Das Rätsel läßt sich wohl leicht aufklären: Der aufgehende Stern am Dichterhimmel hatte mittlerweile anderweitige Ambitionen und Optionen. Denn eine andere machte ihm inzwischen Avancen, und zwar eine Dame von Stand und keine Buchhändlerstochter, zudem eine Dame, der man nachsagte, über bedeutenden Reichtum zu verfügen.
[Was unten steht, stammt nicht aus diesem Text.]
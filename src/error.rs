use axum::{
    http::StatusCode,
    response::{IntoResponse, Json},
};
use serde_json::json;

pub type Result<T> = std::result::Result<T, Error>;

#[derive(Debug, thiserror::Error)]
pub enum Error {
    #[error("Configuration error: {0}")]
    Config(String),

    #[error("Bad request: {0}")]
    BadRequest(String),

    #[error("Not found: {0}")]
    NotFound(String),

    #[error("Validation error: {0}")]
    Validation(#[from] validator::ValidationErrors),

    #[error("JSON error: {0}")]
    Json(#[from] serde_json::Error),

    #[error(transparent)]
    Anyhow(#[from] anyhow::Error),

    #[error("HTTP error: {0}")]
    Reqwest(#[from] reqwest::Error),

    #[error("Internal error: {0}")]
    Internal(String),

    #[error("IO error: {0}")]
    Io(#[from] std::io::Error),
}

impl IntoResponse for Error {
    fn into_response(self) -> axum::response::Response {
        let (status, error_message) = match self {
            Error::BadRequest(msg) => (StatusCode::BAD_REQUEST, msg),
            Error::NotFound(msg) => (StatusCode::NOT_FOUND, msg),
            Error::Validation(err) => (StatusCode::BAD_REQUEST, err.to_string()),
            Error::Json(err) => (StatusCode::BAD_REQUEST, err.to_string()),
            Error::Reqwest(err) => (
                StatusCode::BAD_GATEWAY,
                format!("External service error: {}", err),
            ),
            Error::Internal(msg) => (StatusCode::INTERNAL_SERVER_ERROR, msg),
            Error::Io(err) => (StatusCode::INTERNAL_SERVER_ERROR, err.to_string()),
            Error::Anyhow(err) => (StatusCode::BAD_REQUEST, err.to_string()),
            _ => (
                StatusCode::INTERNAL_SERVER_ERROR,
                "An unexpected error occurred".to_string(),
            ),
        };

        // Same envelope on every failing endpoint; the dashboard reads `error`.
        let body = Json(json!({ "success": false, "error": error_message }));
        (status, body).into_response()
    }
}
Anfang Juni 1784 hatte Schiller Henriette von Wolzogen von einer neuen Bekanntschaft Mitteilung gemacht: “Vor einem Monat waren Hr. und Fr. v. Kalb hier, und machten mir in ihrer Gesellschaft einige sehr angenehme Tage. Die Frau besonders zeigt sehr viel Geist, und gehört nicht zu den gewönlichen FrauenzimmerSeelen. Sie ließen mich wenig von ihrer Seite... Jezt sind sie weiter nach Landau – haben aber versprochen, öftere Besuche hier abzulegen.” Und das taten sie denn bald auch. Zumindest Frau von Kalb. Da es angeblich nicht gern gesehen war, wenn Offiziersfrauen in der Garnison ihrer Männer wohnten, nahm Frau von Kalb noch 1784 Wohnung in Mannheim, das lag ja nur etwa 50 Kilometer oder sechs Stunden mit der Postkutsche von Landau, der Garnison ihres Mannes, entfernt, aber nur wenige Hundert Meter von Schillers Unterkunft. Sie war erst ein Jahr verheiratet und ging mit Hölderlins späterem Schüler Fritz schwanger, war aber mit ihrem Mann alles andere als glücklich. Ebenso wie Henriette von Wolzogen war Charlotte von Kalb eine geborene Marschalk von Ostheim, ihr Stammgut Waltershausen lag nur 25 Kilometer südlich von Bauerbach, die beiden Cousinen waren befreundet, und so hatte Charlotte von Kalb sicher schon vorher von Schiller gehört. Nachdem ihr Bruder Friedrich als letzter männlicher Erbe des Waltershausener Familienzweigs 1782 bei einem Duell an der Göttinger Universität ums Leben gekommen war, hatte sie ein Jahr später “den Bruder ihres Schwagers, Heinrich von Kalb, ohne Wunsch und Neigung auf Betreiben anderer geheiratet, und nun schwanden ihr die Tage ohne Einsicht noch Absicht hin“, wie es Fritz Jonas, Herausgeber von Schillers Briefen, mitfühlend formulierte. Während ihr Mann am liebsten in Kameradenkreisen pokulierte, hielt ihr Schiller am Kindbett Händchen. Daß das selbst dem groben Klotz von Kalb zu denken gab, mag aus einem recht eigentümlichen Zusatz in seiner Geburtsanzeige an den eigenen Vater hervorgehen: “heut Nachmittag halb 3 Uhr wurde meine Frau von einem sehr großen, muntern, hübschen und der Familie ähnlich sehenden Buben glücklich entbunden.” -
“Daß das Verhältnis [zwischen Schiller und Ch. von Kalb] schon im Herbst 1784 erotisch gefärbt ist, läßt sich im Hinblick auf Charlottes unglückliche Ehe zumindest vermuten”, vermutet auch Peter-André Alt in seiner Schillerbiographie. Jedenfalls ließ sie seinetwegen ihre Beziehungen spielen und verschaffte ihm Zutritt zu hochadligen Gesellschaften, auf denen er aus seinen Manuskripten vorlesen durfte. Nach einer solchen Lesung in der landgräflich-hessischen Darmstädter Residenz ernannte der anwesende Herzog Carl August von Sachsen-Weimar Schiller auf seine “leise Bitte” hin zum “Weimarischen Rat”, was immerhin eine öffentliche Anerkennung bedeutete.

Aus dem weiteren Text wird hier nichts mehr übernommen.